Other causes include surgical removal of the thyroid (for cancer or other conditions), radiation treatment to the neck area, certain medications that suppress thyroid function, and iodine deficiency, which remains a leading cause worldwide but is rare where iodized salt is standard. In some cases, the pituitary gland itself fails to send the right signals to the thyroid, though this is much less common.
How It’s Treated
Treatment replaces the missing hormone with a synthetic version of T4, taken as a daily pill. The standard replacement dose is roughly 1.6 micrograms per kilogram of body weight per day, which works out to about 100 to 125 micrograms for an average-sized adult. Your dose is fine-tuned over several weeks based on follow-up blood tests, since the goal is to bring TSH back into the normal range.

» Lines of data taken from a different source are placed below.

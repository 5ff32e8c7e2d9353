//! Sticky-footer terminal writer
//!
//! Interleaves streamed child-process output with a persistent status
//! footer. Three modes:
//!
//! - plain: non-TTY. Text only, no footer, no escape sequences.
//! - legacy: TTY with unknown height. Line-oriented writes; the footer is
//!   erased and reprinted below the latest output.
//! - viewport: TTY with known width and height. Full-frame redraw on every
//!   event with the footer at absolute positions.
//!
//! Every exported method takes one writer-level lock, so events and footer
//! updates are totally ordered. Inbound text is sanitized (ANSI stripped,
//! control bytes dropped, `\r`/`\r\n` normalized, tabs expanded) before it
//! reaches the frame state. A write error on the underlying stream marks
//! the writer failed; it drops further output and never panics.

use std::collections::VecDeque;
use std::io::Write;
use std::sync::Mutex;

use crossterm::style::Stylize;
use crossterm::{cursor, queue, style, terminal};
use tracing::debug;
use unicode_width::{UnicodeWidthChar, UnicodeWidthStr};

use super::Event;

/// Bounded row history; oldest rows beyond this are dropped.
const HISTORY_CAP: usize = 6000;

/// Flush threshold for a partial line when no terminal width is known.
const MAX_UNBOUNDED_LINE: usize = 4096;

/// Rendering mode, chosen at construction
#[derive(Debug, Clone, Copy, PartialEq, Eq)]
pub enum Mode {
    /// Non-TTY output: plain text, no footer
    Plain,
    /// TTY with unknown height; footer erase/reprint, at most `max_footer` lines
    Legacy { max_footer: usize },
    /// TTY with known dimensions; full-frame redraws
    Viewport { width: u16, height: u16 },
}

/// Snapshot of orchestrator state for the footer
///
/// Always a copy, never a live reference: the process-stats ticker redraws
/// the footer from a different task than the loop.
#[derive(Debug, Clone, PartialEq, Eq, Default)]
pub struct FooterSnapshot {
    pub item_id: String,
    pub iteration: u32,
    pub max_iterations: u32,
    pub stagnation: u32,
    pub stagnation_limit: u32,
    pub files_changed: usize,
    pub current_phase: Option<String>,
    pub phases_done: usize,
    pub phases_total: usize,
}

/// Kind tag for a completed row, used for styling
#[derive(Debug, Clone, Copy, PartialEq, Eq)]
enum RowKind {
    Prog,
    ToolUse,
    ToolResult,
    Review,
    DiffAdd,
    DiffDel,
    DiffCtx,
    DiffHunk,
    Markdown,
    Separator,
    Text,
}

#[derive(Debug, Clone)]
struct Row {
    kind: RowKind,
    text: String,
}

struct WriterInner {
    out: Box<dyn Write + Send>,
    mode: Mode,
    /// Completed rows, oldest first, capped at [`HISTORY_CAP`]
    frame_rows: VecDeque<Row>,
    /// The row currently being streamed into
    frame_current: String,
    /// Rows completed since the last incremental render (plain/legacy)
    pending: Vec<Row>,
    footer_lines: Vec<String>,
    /// Footer lines currently on screen in legacy mode
    footer_drawn: usize,
    last_snapshot: Option<FooterSnapshot>,
    pid: Option<u32>,
    mem_kb: Option<u64>,
    closed: bool,
    failed: bool,
}

/// Concurrent sticky-footer renderer
pub struct TermWriter {
    inner: Mutex<WriterInner>,
}

impl TermWriter {
    /// Construct with an explicit output stream and mode
    pub fn with_output(out: Box<dyn Write + Send>, mode: Mode) -> Self {
        debug!(?mode, "TermWriter::with_output: called");
        Self {
            inner: Mutex::new(WriterInner {
                out,
                mode,
                frame_rows: VecDeque::new(),
                frame_current: String::new(),
                pending: Vec::new(),
                footer_lines: Vec::new(),
                footer_drawn: 0,
                last_snapshot: None,
                pid: None,
                mem_kb: None,
                closed: false,
                failed: false,
            }),
        }
    }

    /// Construct on stdout, picking the mode from the terminal
    ///
    /// Non-TTY gets plain mode; a TTY with unknown size or height ≤ 1
    /// degrades to legacy mode (one footer line when height ≤ 1).
    pub fn stdout() -> Self {
        use crossterm::tty::IsTty;

        let out = std::io::stdout();
        let mode = if !out.is_tty() {
            debug!("TermWriter::stdout: not a tty, plain mode");
            Mode::Plain
        } else {
            match terminal::size() {
                Ok((width, height)) if height > 1 && width > 0 => {
                    debug!(width, height, "TermWriter::stdout: viewport mode");
                    Mode::Viewport { width, height }
                }
                Ok((_, height)) => {
                    debug!(height, "TermWriter::stdout: degenerate height, legacy mode");
                    Mode::Legacy { max_footer: 1 }
                }
                Err(e) => {
                    debug!(error = %e, "TermWriter::stdout: size unknown, legacy mode");
                    Mode::Legacy { max_footer: 4 }
                }
            }
        };
        Self::with_output(Box::new(std::io::stdout()), mode)
    }

    /// Route one classified event into the frame
    pub fn handle(&self, event: Event) {
        let mut inner = self.inner.lock().expect("writer lock");
        if inner.closed || inner.failed {
            return;
        }

        let text = sanitize(event.text());
        match &event {
            Event::StreamingText(_) => inner.stream_text(&text),
            _ => inner.push_structured(kind_of(&event), &text),
        }

        if let Err(e) = inner.render() {
            debug!(error = %e, "handle: write error, disabling output");
            inner.failed = true;
        }
    }

    /// Recompute and redraw the footer from a state snapshot
    pub fn update_footer(&self, snapshot: FooterSnapshot) {
        let mut inner = self.inner.lock().expect("writer lock");
        if inner.closed || inner.failed {
            return;
        }
        inner.last_snapshot = Some(snapshot);
        inner.recompute_footer();
        if let Err(e) = inner.render_footer_only() {
            debug!(error = %e, "update_footer: write error, disabling output");
            inner.failed = true;
        }
    }

    /// Record executor process stats and refresh the footer
    ///
    /// Called from the invoker's stats ticker; uses the last stored
    /// snapshot, never live orchestrator state.
    pub fn set_process_stats(&self, pid: u32, mem_kb: u64) {
        let mut inner = self.inner.lock().expect("writer lock");
        if inner.closed || inner.failed {
            return;
        }
        inner.pid = Some(pid);
        inner.mem_kb = Some(mem_kb);
        if inner.last_snapshot.is_some() {
            inner.recompute_footer();
            if let Err(e) = inner.render_footer_only() {
                debug!(error = %e, "set_process_stats: write error, disabling output");
                inner.failed = true;
            }
        }
    }

    /// Blank the footer region and close the writer
    ///
    /// Subsequent events are dropped. Always called on the loop's return
    /// path.
    pub fn clear_footer(&self) {
        let mut inner = self.inner.lock().expect("writer lock");
        if inner.closed {
            return;
        }
        if !inner.failed {
            let _ = inner.flush_current_row();
            let _ = inner.render();
            let _ = inner.erase_footer();
        }
        inner.closed = true;
        debug!("clear_footer: writer closed");
    }

    #[cfg(test)]
    pub(crate) fn rows_len(&self) -> usize {
        self.inner.lock().expect("writer lock").frame_rows.len()
    }

    #[cfg(test)]
    pub(crate) fn current_text(&self) -> String {
        self.inner.lock().expect("writer lock").frame_current.clone()
    }

    #[cfg(test)]
    pub(crate) fn footer_len(&self) -> usize {
        self.inner.lock().expect("writer lock").footer_lines.len()
    }
}
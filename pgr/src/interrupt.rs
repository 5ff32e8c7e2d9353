//! Cancellation signal
//!
//! A single [`Interrupt`] propagates from process entry through every
//! blocking call: the signal watcher trips it, the invoker and review
//! runner select on it, and the loop exits with reason UserInterrupt.

use tokio::sync::watch;
use tracing::debug;

/// Shared stop flag with async wakeup
#[derive(Debug, Clone)]
pub struct Interrupt {
    tx: watch::Sender<bool>,
}

impl Default for Interrupt {
    fn default() -> Self {
        Self::new()
    }
}

impl Interrupt {
    pub fn new() -> Self {
        let (tx, _rx) = watch::channel(false);
        Self { tx }
    }

    /// Request cancellation; idempotent
    pub fn stop(&self) {
        debug!("Interrupt::stop: called");
        let _ = self.tx.send(true);
    }

    /// Whether cancellation has been requested
    pub fn is_stopped(&self) -> bool {
        *self.tx.borrow()
    }

    /// Resolve once cancellation is requested
    pub async fn cancelled(&self) {
        let mut rx = self.tx.subscribe();
        if *rx.borrow() {
            return;
        }
        while rx.changed().await.is_ok() {
            if *rx.borrow() {
                return;
            }
        }
        // Sender dropped without stopping; treat as never-cancelled.
        std::future::pending::<()>().await;
    }
}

Most people start noticing improvements in energy and mood within two to four weeks, though it can take several months to fully optimize the dose. The medication is taken on an empty stomach, typically first thing in the morning, because food and certain supplements (particularly calcium and iron) can interfere with absorption. For the vast majority of people, treatment is lifelong but straightforward: one pill a day with periodic blood work to confirm the dose is still right.
When Hypothyroidism Becomes Dangerous
Left untreated for a long time, hypothyroidism can progress to a rare but serious emergency called myxedema crisis. This occurs when the body’s ability to compensate finally collapses, often triggered by an infection, surgery, or stopping thyroid medication abruptly. The hallmarks are dangerously low body temperature, slow heart rate, low blood pressure, and altered consciousness that can progress to coma. Even with hospital treatment, the mortality rate ranges from 30 to 60%.
Myxedema crisis is extremely uncommon and almost exclusively seen in people with severe, long-standing untreated hypothyroidism. For most people, the condition is caught well before this point through routine blood work, and the everyday impacts of fatigue, weight changes, and mood shifts are what prompt the initial visit that leads to diagnosis.